High N, dry: Experimental nitrogen deposition exacerbates native shrub loss and nonnative plant invasion during extreme drought

• Published in: Global change biology Vol. 23; no. 10; pp. 4333 - 4345
• Main Authors: Valliere, Justin M., Irvine, Irina C., Santiago, Louis, Allen, Edith B.
• Format: Journal Article
• Language: English
• Published: England Blackwell Publishing Ltd 01.10.2017
• Subjects: annuals; Anthropogenic factors; Availability; Biomass; California; Canopies; Canopy; coastal sage scrub; Deposition; Drought; Drought resistance; drought tolerance; Droughts; Ecological effects; ecological invasion; Ecosystem; Ecosystems; Extreme drought; global change; grasses; Herbivores; Human influences; Indigenous species; introduced plants; Introduced Species; Invasive plants; Invasive species; Leaf area; Leaves; Mediterranean‐type shrublands; Mortality; Nitrogen; nitrogen deposition; nonnative plant invasion; Nonnative species; Plant communities; Plant species; Plants; shrub loss; Shrublands; Shrubs; Terrestrial ecosystems; Vegetation; vegetation‐type conversion; Water use; water use efficiency; Woody plants; California; vegetation-type conversion; shrub loss; drought; coastal sage scrub; nitrogen deposition; Mediterranean-type shrublands; nonnative plant invasion
• ISSN: 1354-1013; 1365-2486; 1365-2486
• DOI: 10.1111/gcb.13694

Hotter, longer, and more frequent global change‐type drought events may profoundly impact terrestrial ecosystems by triggering widespread vegetation mortality.
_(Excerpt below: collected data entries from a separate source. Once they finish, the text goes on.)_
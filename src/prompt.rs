//! Commit message prompt

/// Build the instruction prompt that asks for a commit message describing
/// `diff`.
pub fn commit_message_prompt(diff: &str) -> String {
    format!(
        r#"You are an expert software engineer with years of experience writing clear, professional commit messages that follow industry best practices.

Analyze the following git diff and generate a commit message that:

**Format Requirements:**
- Subject line: 50 characters or less, imperative mood (e.g., "Add", "Fix", "Update", "Remove")
- Use conventional commit format when appropriate (feat:, fix:, docs:, refactor:, etc.)
- If the change is complex, include a brief body (optional, max 72 chars per line)

**Content Guidelines:**
- Focus on WHAT changed and WHY, not HOW
- Be specific but concise
- Use present tense, imperative mood ("Add feature" not "Added feature")
- Avoid generic messages like "update code" or "fix bug"
- For multiple related changes, focus on the primary purpose

**Context Analysis:**
- Look for new files, modified files, deletions
- Identify the type of change: feature, bugfix, refactor, docs, test, etc.
- Consider the scope: which components/modules are affected

Git diff:
{diff}

Return ONLY the commit message (subject line + optional body if needed). No explanations, comments, or additional text."#
    )
}

#[cfg(test)]
mod tests {
    use super::*;

    #[test]
    fn test_prompt_embeds_diff() {
        let diff = "--- a/x\n+++ b/x\n@@ -1 +1 @@\n-old\n+new";
        let prompt = commit_message_prompt(diff);

        assert!(prompt.contains(&format!("Git diff:\n{}\n\n", diff)));
        assert!(prompt.starts_with("You are an expert software engineer"));
        assert!(prompt.ends_with("No explanations, comments, or additional text."));
    }
}
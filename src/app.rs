//! Interactive file selector
//!
//! Wraps the selector model with a crossterm event loop and ratatui
//! rendering. Diff previews load in the background through `DiffLoader`
//! and are applied as they arrive.

use std::io;
use std::sync::Arc;
use std::time::Duration;

use anyhow::{Context, Result};
use crossterm::{
    event::{self, Event, KeyCode, KeyEvent, KeyEventKind, KeyModifiers},
    execute,
    terminal::{EnterAlternateScreen, LeaveAlternateScreen, disable_raw_mode, enable_raw_mode},
};
use ratatui::{
    Terminal,
    backend::{Backend, CrosstermBackend},
    layout::{Constraint, Direction as LayoutDirection, Layout},
};
use tokio::runtime::Handle;
use tracing::{debug, warn};

use crate::git::{ChangeLists, Git, diff_stats};
use crate::loader::{DiffLoader, DiffSource};
use crate::selector::{Direction, Selector, SelectorOutcome};
use crate::syntax::{HighlightedLine, Highlighter};
use crate::ui::{
    FILE_LIST_WIDTH, Styles, footer::SELECTOR_HINTS, render_diff_pane, render_file_list,
    render_footer, render_header,
};

const POLL_INTERVAL: Duration = Duration::from_millis(50);

/// Let the user pick which of the changed files to commit
pub fn run_selector(git: Arc<Git>, runtime: Handle, changes: &ChangeLists) -> Result<SelectorOutcome> {
    let branch = branch_label(&git);
    let selector = Selector::new(
        &changes.union(),
        &changes.staged,
        &changes.unstaged,
        &changes.untracked,
    )?;
    let loader = DiffLoader::new(runtime, git);
    App::new(selector, loader, branch).run()
}

/// Branch shown in the header; empty (rendered as detached) when git fails
fn branch_label(git: &Git) -> String {
    git.current_branch().unwrap_or_else(|e| {
        warn!(error = %e, "could not read current branch");
        String::new()
    })
}

/// Selector application state
pub struct App<S: DiffSource> {
    selector: Selector,
    loader: DiffLoader<S>,
    highlighter: Highlighter,
    /// Highlighted bodies of the previewed diff
    highlighted: Vec<Option<HighlightedLine>>,
    /// Added and removed line counts of the previewed diff
    stats: (usize, usize),
    branch: String,
    styles: Styles,
}

impl<S: DiffSource> App<S> {
    pub fn new(selector: Selector, loader: DiffLoader<S>, branch: String) -> Self {
        Self {
            selector,
            loader,
            highlighter: Highlighter::new(),
            highlighted: Vec::new(),
            stats: (0, 0),
            branch,
            styles: Styles::new(),
        }
    }

    /// Run until the user confirms or cancels
    pub fn run(mut self) -> Result<SelectorOutcome> {
        enable_raw_mode().context("Failed to enable raw mode")?;
        let mut stdout = io::stdout();
        execute!(stdout, EnterAlternateScreen)?;
        let mut terminal = Terminal::new(CrosstermBackend::new(stdout))?;

        let result = self.event_loop(&mut terminal);

        // Restore the terminal before reporting any loop error
        disable_raw_mode()?;
        execute!(terminal.backend_mut(), LeaveAlternateScreen)?;
        terminal.show_cursor()?;

        result
    }

    fn event_loop<B: Backend>(&mut self, terminal: &mut Terminal<B>) -> Result<SelectorOutcome> {
        self.selector.set_display_height(terminal.size()?.height);
        let request = self.selector.request_current_diff();
        self.loader.request(request);

        loop {
            self.drain_diffs();

            terminal.draw(|frame| self.render(frame))?;

            if event::poll(POLL_INTERVAL)? {
                match event::read()? {
                    Event::Key(key) if key.kind == KeyEventKind::Press => self.handle_key(key),
                    Event::Resize(_, height) => self.selector.set_display_height(height),
                    _ => {}
                }
            }

            if let Some(outcome) = self.selector.take_outcome() {
                debug!(?outcome, "selector finished");
                return Ok(outcome);
            }
        }
    }

    /// Apply every finished diff load; stale ones are dropped by the model
    fn drain_diffs(&mut self) {
        while let Some(ready) = self.loader.poll() {
            let index = ready.index;
            let stats = diff_stats(&ready.text);
            if !self.selector.apply_diff(ready) {
                debug!(index, cursor = self.selector.cursor(), "discarded stale diff");
                continue;
            }

            let path = &self.selector.entries()[index].path;
            self.highlighted = self
                .highlighter
                .highlight_diff(path, &self.selector.preview().lines);
            self.stats = stats;
        }
    }

    fn handle_key(&mut self, key: KeyEvent) {
        if key.modifiers.contains(KeyModifiers::CONTROL) {
            if key.code == KeyCode::Char('c') {
                self.selector.cancel();
            }
            return;
        }

        match key.code {
            KeyCode::Up | KeyCode::Char('k') => self.move_cursor(Direction::Up),
            KeyCode::Down | KeyCode::Char('j') => self.move_cursor(Direction::Down),
            KeyCode::Char(' ') => self.selector.toggle_selection(),
            KeyCode::Enter => {
                self.selector.confirm();
            }
            KeyCode::Char('q') | KeyCode::Esc => self.selector.cancel(),
            KeyCode::Left | KeyCode::Char('h') => self.selector.scroll_diff(Direction::Up, 1),
            KeyCode::Right | KeyCode::Char('l') => self.selector.scroll_diff(Direction::Down, 1),
            KeyCode::PageUp => self.selector.page_diff(Direction::Up),
            KeyCode::PageDown => self.selector.page_diff(Direction::Down),
            _ => {}
        }
    }

    fn move_cursor(&mut self, direction: Direction) {
        if let Some(request) = self.selector.move_cursor(direction) {
            self.loader.request(request);
        }
    }

    fn render(&self, frame: &mut ratatui::Frame) {
        let chunks = Layout::default()
            .direction(LayoutDirection::Vertical)
            .constraints([Constraint::Length(1), Constraint::Min(0), Constraint::Length(1)])
            .split(frame.area());

        let content = Layout::default()
            .direction(LayoutDirection::Horizontal)
            .constraints([Constraint::Length(FILE_LIST_WIDTH), Constraint::Min(0)])
            .split(chunks[1]);

        let preview = self.selector.preview();
        let entries = self.selector.entries();
        let current_file = preview.index.map(|i| entries[i].path.as_str());
        let included: Vec<bool> = (0..entries.len())
            .map(|i| self.selector.is_included(i))
            .collect();

        let buf = frame.buffer_mut();
        render_header(
            buf,
            chunks[0],
            &self.branch,
            self.selector.included_count(),
            entries.len(),
            self.stats.0,
            self.stats.1,
            current_file,
            &self.styles,
        );
        render_file_list(buf, content[0], entries, &included, self.selector.cursor(), &self.styles);
        render_diff_pane(
            buf,
            content[1],
            current_file,
            &preview.lines,
            &self.highlighted,
            preview.scroll,
            preview.loading,
            &self.styles,
        );
        render_footer(buf, chunks[2], SELECTOR_HINTS, None, &self.styles);
    }
}

#[cfg(test)]
mod tests {
    use std::time::Instant;

    use ratatui::backend::TestBackend;
    use tokio::runtime::{Builder, Runtime};

    use super::*;
    use crate::git::FileStatus;
    use crate::selector::Selection;

    struct Fixed;

    impl DiffSource for Fixed {
        fn load(&self, path: &str, _status: FileStatus) -> String {
            format!("--- a/{p}\n+++ b/{p}\n@@ -1 +1,2 @@\n-old\n+new\n+more\n", p = path)
        }
    }

    fn paths(items: &[&str]) -> Vec<String> {
        items.iter().map(|s| s.to_string()).collect()
    }

    fn app(rt: &Runtime) -> App<Fixed> {
        let selector = Selector::new(
            &paths(&["a.rs", "b.rs"]),
            &paths(&["a.rs"]),
            &paths(&["b.rs"]),
            &[],
        )
        .unwrap();
        let loader = DiffLoader::new(rt.handle().clone(), Arc::new(Fixed));
        App::new(selector, loader, "main".to_string())
    }

    fn press(app: &mut App<Fixed>, code: KeyCode) {
        app.handle_key(KeyEvent::new(code, KeyModifiers::NONE));
    }

    fn wait_for_preview(app: &mut App<Fixed>, index: usize) {
        let deadline = Instant::now() + Duration::from_secs(5);
        while app.selector.preview().index != Some(index) || app.selector.preview().loading {
            assert!(Instant::now() < deadline, "preview never arrived");
            std::thread::sleep(Duration::from_millis(5));
            app.drain_diffs();
        }
    }

    #[test]
    fn test_branch_label_survives_git_failure() {
        let Some((dir, git)) = crate::git::testing::scratch_repo() else {
            return;
        };
        std::fs::remove_dir_all(dir.path().join(".git")).unwrap();

        // Only meaningful when the temp dir is not nested in another checkout
        if git.current_branch().is_err() {
            assert_eq!(branch_label(&git), "");
        }
    }

    #[test]
    fn test_enter_confirms() {
        let rt = Builder::new_current_thread().enable_all().build().unwrap();
        let mut app = app(&rt);
        press(&mut app, KeyCode::Char('j'));
        press(&mut app, KeyCode::Char(' '));
        press(&mut app, KeyCode::Enter);

        assert_eq!(
            app.selector.take_outcome(),
            Some(SelectorOutcome::Confirmed(Selection {
                selected: paths(&["a.rs", "b.rs"]),
                to_unstage: vec![],
            }))
        );
    }

    #[test]
    fn test_cancel_keys() {
        let rt = Builder::new_current_thread().enable_all().build().unwrap();
        for key in [
            KeyEvent::new(KeyCode::Char('q'), KeyModifiers::NONE),
            KeyEvent::new(KeyCode::Esc, KeyModifiers::NONE),
            KeyEvent::new(KeyCode::Char('c'), KeyModifiers::CONTROL),
        ] {
            let mut app = app(&rt);
            app.handle_key(key);
            assert_eq!(app.selector.take_outcome(), Some(SelectorOutcome::Cancelled));
        }
    }

    #[test]
    fn test_cursor_move_loads_preview() {
        let rt = Builder::new_current_thread().enable_all().build().unwrap();
        let mut app = app(&rt);
        press(&mut app, KeyCode::Down);
        wait_for_preview(&mut app, 1);

        assert_eq!(app.stats, (2, 1));
        assert_eq!(app.highlighted.len(), app.selector.preview().lines.len());
        assert!(app.selector.preview().lines.contains(&"+new".to_string()));
    }

    #[test]
    fn test_renders_all_panels() {
        let rt = Builder::new_current_thread().enable_all().build().unwrap();
        let mut app = app(&rt);
        let request = app.selector.request_current_diff();
        app.loader.request(request);
        wait_for_preview(&mut app, 0);

        let mut terminal = Terminal::new(TestBackend::new(100, 20)).unwrap();
        terminal.draw(|frame| app.render(frame)).unwrap();

        let buf = terminal.backend().buffer();
        let text: String = (0..20)
            .map(|y| (0..100).map(|x| buf[(x, y)].symbol()).collect::<String>())
            .collect::<Vec<_>>()
            .join("\n");
        assert!(text.contains("[1/2 selected]"));
        assert!(text.contains("[x] ● a.rs"));
        assert!(text.contains("+new"));
        assert!(text.contains("enter confirm"));
    }
}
However, severe drought is only one component of global change, and ecological effects of drought may be compounded by other drivers, such as anthropogenic nitrogen (N) deposition and nonnative plant invasion. Elevated N deposition, for example, may reduce drought tolerance through increased plant productivity, thereby contributing to drought‐induced mortality. High N availability also often favors invasive, nonnative plant species, and the loss of woody vegetation due to drought may create a window of opportunity for these invaders. We investigated the effects of multiple levels of simulated N deposition on a Mediterranean‐type shrubland plant community in southern California from 2011 to 2016, a period coinciding with an extreme, multiyear drought in the region. We hypothesized that N addition would increase native shrub productivity, but that this would increase susceptibility to drought and result in increased shrub loss over time. We also predicted that N addition would favor nonnatives, especially annual grasses, leading to higher biomass and cover of these species. Consistent with these hypotheses, we found that high N availability increased native shrub canopy loss and mortality, likely due to the higher productivity and leaf area and reduced water‐use efficiency we observed in shrubs subject to N addition. As native shrub cover declined, we also observed a concomitant increase in cover and biomass of nonnative annuals, particularly under high levels of experimental N deposition. Together, these results suggest that the impacts of extended drought on shrubland ecosystems may be more severe under elevated N deposition, potentially contributing to the widespread loss of native woody species and vegetation‐type conversion. Extreme drought events may have a profound impact on ecosystems by triggering widespread vegetation loss, and this may be compounded by other drivers of global change such as nitrogen deposition and nonnative plant invasion. We explored how experimental N deposition influenced native and invasive plant species of a Mediterranean shrubland in southern California during a multiyear drought. We found that nitrogen addition exacerbated shrub loss and invasion during extended drought, which has important implications for the conservation of ecosystems under future global change.